Rory Lawson: We may be flying, but I will remain grounded

Newcastle Falcons hit the half-way point of their regular season this afternoon in Wales.

Rory Lawson

TWELVE points clear in the league, maximum points so far in the cup and now even beating entire countries – it seems there is just no stopping Newcastle Falcons this season.

Try telling that to Rory Lawson, though, the Scotland scrum-half for whom 14 wins on the bounce is nowhere near enough.

“The first thing to say is that the year has absolutely flown by, and I can’t believe we are at half-way,” said the 31-year-old, a man for all seasons in his snow-boots and body-warmer.

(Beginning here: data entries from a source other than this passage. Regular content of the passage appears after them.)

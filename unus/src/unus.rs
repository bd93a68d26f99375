use rand::{rngs::StdRng, SeedableRng};
use tracing::{debug, info, instrument};

use crate::card::{Card, Effect};
use crate::constants::{MAX_PLAYERS, MIN_PLAYERS, STARTING_HAND_SIZE};
use crate::deck::DrawPile;
use crate::discard::DiscardStack;
use crate::error::{PlayError, Result, UnusError};
use crate::interaction::Interaction;
use crate::player::Player;
use crate::rotation::Rotation;
use crate::turn::{
    list_choices, parse_card_index, parse_skip_command, parse_skip_target, PlayTurnResult,
    SkipCommand, TurnOutcome, TurnState, DREW_MESSAGE, PASS_MESSAGE, PLAY_PROMPT, SKIP_PROMPT,
};

/// One game session. Owns every card and the rotation; nothing else mutates them.
#[derive(Debug)]
pub struct Unus {
    draw_pile: DrawPile,
    discard: DiscardStack,
    players: Vec<Player>,
    rotation: Rotation,
}

impl Unus {
    pub fn new(player_names: Vec<String>) -> Result<Self> {
        Self::with_rng(player_names, StdRng::from_entropy())
    }

    pub fn with_seed(player_names: Vec<String>, seed: u64) -> Result<Self> {
        Self::with_rng(player_names, StdRng::seed_from_u64(seed))
    }

    /// Seats `count` players named `Player 0`, `Player 1`, ...
    pub fn with_player_count(count: usize) -> Result<Self> {
        Self::new(player_names(count))
    }

    fn with_rng(player_names: Vec<String>, rng: StdRng) -> Result<Self> {
        if player_names.len() < MIN_PLAYERS {
            return Err(UnusError::NotEnoughPlayers);
        }
        if player_names.len() > MAX_PLAYERS {
            return Err(UnusError::TooManyPlayers);
        }

        let mut draw_pile = DrawPile::standard(rng);
        let mut players = player_names
            .into_iter()
            .map(Player::new)
            .collect::<Vec<_>>();

        for player in &mut players {
            for card in draw_pile.draw_cards(STARTING_HAND_SIZE) {
                player.add_card(card);
            }
        }

        let rotation = Rotation::new(players.len());

        Ok(Unus {
            draw_pile,
            discard: DiscardStack::new(),
            players,
            rotation,
        })
    }

    pub fn players(&self) -> &[Player] {
        &self.players
    }

    pub fn get_player(&self, index: usize) -> Option<&Player> {
        self.players.get(index)
    }

    pub fn get_player_mut(&mut self, index: usize) -> Option<&mut Player> {
        self.players.get_mut(index)
    }

    pub fn current_player_index(&self) -> usize {
        self.rotation.current()
    }

    pub fn current_player(&self) -> &Player {
        &self.players[self.rotation.current()]
    }

    /// Who plays after the current player, without moving play on.
    pub fn next_player_index(&self) -> usize {
        self.rotation.peek_next()
    }

    pub fn rotation(&self) -> &Rotation {
        &self.rotation
    }

    pub fn draw_pile(&self) -> &DrawPile {
        &self.draw_pile
    }

    pub fn discard(&self) -> &DiscardStack {
        &self.discard
    }

    pub fn top_card(&self) -> Card {
        self.discard.top()
    }

    /// Cards across the draw pile, the discard stack and every hand.
    pub fn card_count(&self) -> usize {
        self.draw_pile.cards_count()
            + self.discard.cards_count()
            + self
                .players
                .iter()
                .map(Player::cards_count)
                .sum::<usize>()
    }

    /// Shuffles the whole discard stack, top included, back into the draw pile.
    pub fn recycle(&mut self) {
        let cards = self.discard.take_all();
        debug!(count = cards.len(), "discard stack recycled into draw pile");
        self.draw_pile.add_cards(cards);
    }

    pub fn draw_cards_to_player(&mut self, index: usize, count: usize) -> Result<()> {
        let mut drawn = 0;
        while drawn < count {
            match self.draw_pile.draw() {
                Ok(card) => {
                    self.players[index].add_card(card);
                    drawn += 1;
                }
                Err(UnusError::EmptyDraw) => {
                    if self.discard.is_empty() {
                        return Err(UnusError::CardsExhausted);
                    }
                    self.recycle();
                }
                Err(err) => return Err(err),
            }
        }
        Ok(())
    }

    pub fn apply_effect(&mut self, card: &Card, io: &mut dyn Interaction) -> Result<()> {
        match card.effect() {
            Effect::Nothing => {}
            Effect::Skip => {
                let target = self.choose_skip_target(io)?;
                self.rotation.skip(target);
            }
            Effect::Reverse => self.rotation.reverse_direction(),
            Effect::Draw(count) => {
                let target = self.rotation.peek_next();
                debug!(player = target, count, "forced draw");
                self.draw_cards_to_player(target, count.into())?;
            }
        }
        Ok(())
    }

    /// Plays the current player's card at `index` against the discard top.
    pub fn play_card(&mut self, index: usize, io: &mut dyn Interaction) -> Result<Card> {
        self.play_from_hand(index, &index.to_string(), io)
    }

    fn play_input(&mut self, input: &str, io: &mut dyn Interaction) -> Result<Card> {
        let hand_size = self.current_player().cards_count();
        let index = parse_card_index(input, hand_size)?;
        self.play_from_hand(index, input, io)
    }

    fn play_from_hand(
        &mut self,
        index: usize,
        echo: &str,
        io: &mut dyn Interaction,
    ) -> Result<Card> {
        let acting = self.rotation.current();
        let card = *self.players[acting]
            .hand
            .get(index)
            .ok_or_else(|| PlayError::InvalidIndex(echo.to_string()))?;

        if !card.matches(&self.discard.top()) {
            return Err(PlayError::IllegalPlay(echo.to_string()).into());
        }

        self.apply_effect(&card, io)?;
        self.discard.push(card);
        self.players[acting].hand.remove_card(index);
        debug!(player = acting, %card, "card played");

        Ok(card)
    }

    fn choose_skip_target(&mut self, io: &mut dyn Interaction) -> Result<isize> {
        loop {
            let answer = io.prompt(SKIP_PROMPT)?;
            let attempt = match parse_skip_command(&answer) {
                Ok(SkipCommand::Next) => Ok(self.rotation.current() as isize
                    + self.rotation.direction().step()),
                Ok(SkipCommand::Specific) => {
                    let choices = self.skip_choices();
                    let input = io.prompt(&format!(
                        "Please choose from the following numbers: {}",
                        list_choices(&choices)
                    ))?;
                    parse_skip_target(&input, &choices)
                }
                Err(err) => Err(err),
            };
            match attempt {
                Ok(target) => return Ok(target),
                Err(err) => io.notify(&err.to_string())?,
            }
        }
    }

    fn skip_choices(&self) -> Vec<usize> {
        let acting = self.rotation.current();
        (0..self.players.len()).filter(|seat| *seat != acting).collect()
    }

    /// Runs the current player's turn to completion without moving play on.
    #[instrument(skip(self, io), fields(player = self.rotation.current()))]
    pub fn take_turn(&mut self, io: &mut dyn Interaction) -> Result<TurnOutcome> {
        let acting = self.rotation.current();
        let mut drew = false;

        io.notify("Play area:")?;
        io.show_top(&self.discard.top())?;

        let mut state = TurnState::CheckMatch;
        loop {
            state = match state {
                TurnState::CheckMatch => {
                    let top = self.discard.top();
                    if top.is_none() || self.players[acting].hand.has_match(&top) {
                        TurnState::PromptPlay
                    } else if drew {
                        TurnState::Pass
                    } else {
                        TurnState::DrawOne
                    }
                }
                TurnState::DrawOne => {
                    io.notify(DREW_MESSAGE)?;
                    self.draw_cards_to_player(acting, 1)?;
                    drew = true;
                    TurnState::CheckMatch
                }
                TurnState::Pass => {
                    self.show_hand(acting, io)?;
                    io.notify(PASS_MESSAGE)?;
                    debug!(player = acting, "turn passed");
                    return Ok(TurnOutcome::Passed);
                }
                TurnState::PromptPlay => {
                    self.show_hand(acting, io)?;
                    let input = io.prompt(PLAY_PROMPT)?;
                    match self.play_input(&input, io) {
                        Ok(card) => return Ok(TurnOutcome::Played { card, drew }),
                        Err(UnusError::Play(err)) => io.notify(&err.to_string())?,
                        Err(err) => return Err(err),
                    }
                    TurnState::PromptPlay
                }
            };
        }
    }

    fn show_hand(&self, index: usize, io: &mut dyn Interaction) -> Result<()> {
        let player = &self.players[index];
        io.notify(&format!("{player} Hand: "))?;
        io.show_hand(player)
    }

    /// Plays one turn, moves play on, then checks whether the player who just
    /// acted has emptied their hand.
    pub fn play_turn(&mut self, io: &mut dyn Interaction) -> Result<PlayTurnResult> {
        let player = self.rotation.current();
        let outcome = self.take_turn(io)?;
        self.rotation.next();

        let won = self.players[player].has_empty_hand();
        Ok(PlayTurnResult {
            player,
            outcome,
            won,
        })
    }

    /// Plays turns until someone wins and returns the winner's seat.
    pub fn play(&mut self, io: &mut dyn Interaction) -> Result<usize> {
        info!(players = self.players.len(), "game started");
        io.notify("Welcome to Unus!")?;

        loop {
            let result = self.play_turn(io)?;
            if result.won {
                let winner = &self.players[result.player];
                info!(%winner, "game over");
                io.notify(&format!("{winner} won!"))?;
                return Ok(result.player);
            }
        }
    }
}

pub fn player_names(count: usize) -> Vec<String> {
    (0..count).map(|i| format!("Player {i}")).collect()
}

“We are sat here looking at snow-covered pitches, but for me the summer’s pre-season only seems like a couple of weeks ago.”

Time flies when you’re having fun, so they say, and for the Falcons that has consisted of blowing away their second-tier opponents following last season’s Premiership relegation.

Some might argue it is like shooting fish in a barrel given the drop in opposition levels, but to concur entirely would not do justice to a Newcastle side using the experience to lay firmer foundations for their return to the big time.

“From our point of view we are satisfied enough with where we are, top of the league, unbeaten in the cup and having defeated Tonga last month,” said Lawson, frustrated at his side’s failure to land a four-try bonus point in last week’s 31-15 win over Plymouth.

“With regards to performances we can still make huge improvements, and the most exciting thing is that we know there is much more to come.

“Last week was incredibly frustrating because our whole season is based around being clinical and really effective every game, but we left a lot of tries out there.

“We have learnt from those errors and there are a few frustrated boys knocking about the place, but the good thing with sport is you have the chance to put things right the following weekend.”

This afternoon sees Newcastle taking a breather from their promotion procession to concentrate on the unloved child of the rugby family – the British and Irish Cup.

Facing up against semi-professional opposition in front of three-figure crowds might not get the blood pumping for some, but a business-like mantra is ensuring they remain among the favourites.

Director of rugby Dean Richards has changed more than half of his starting XV, with young pups Scott Wilson and Joel Hodgson among those given a platform to shine.

Lawson said: “I have been really impressed with the depth of Newcastle’s squad and the quality of young players coming through.

“Having that ability to rotate and have a look at guys works wonders for the competition among the squad, and it is clear to me that there is an enormous amount of talent in the North East.

“Seeing them getting the opportunity to show themselves on the senior stage is always enjoyable, and a lot of professional rugby now is so structured that it can be a breath of fresh air to see a young lad coming in with no fear. They just play what they see, and it is a brilliant opportunity.”

Taking nothing for granted despite Newport being expected to suffer a battering this afternoon, he added: “We have got footage on them and have watched a handful of their games, so we have a fair idea what to expect down there.

“They have got a lot of skilful boys, they play with width and tempo, but alongside that we have also spotted a few areas where we might be able to take opportunities against them.”

Hoping for more temperate conditions, Lawson’s preparations have at least not been disrupted thanks to some careful planning from Richards and his lieutenants.

“To be fair to our coaches, it looks like they have scheduled the week with the forecasts in mind, so when the worst of the snow came down on Wednesday we were sat at home on our day off,” the half-back revealed.

“The bulk of our week was front-loaded, but we were in again yesterday and just preparing as normal with no real disruption. We have a synthetic pitch at Druid Park which we use, and it has been business as usual.

“The boys keep saying to me that with being a Scot I must be used to the cold and the snow, and while that is probably fair comment it doesn’t mean I like it!

“From what we have seen on the forecast the conditions down in Newport look to be a bit better than we have had up here, and hopefully that will prove to be the case.

“From a scrum-half’s point of view the biggest thing is how it affects the ball.

“If you roll a rugby ball in the snow it comes out looking like the body of a snow-man, and you might need the old orange ball like they used to use in the football.

“On the whole, though, the conditions are fine, and we as players are used to adapting to them.”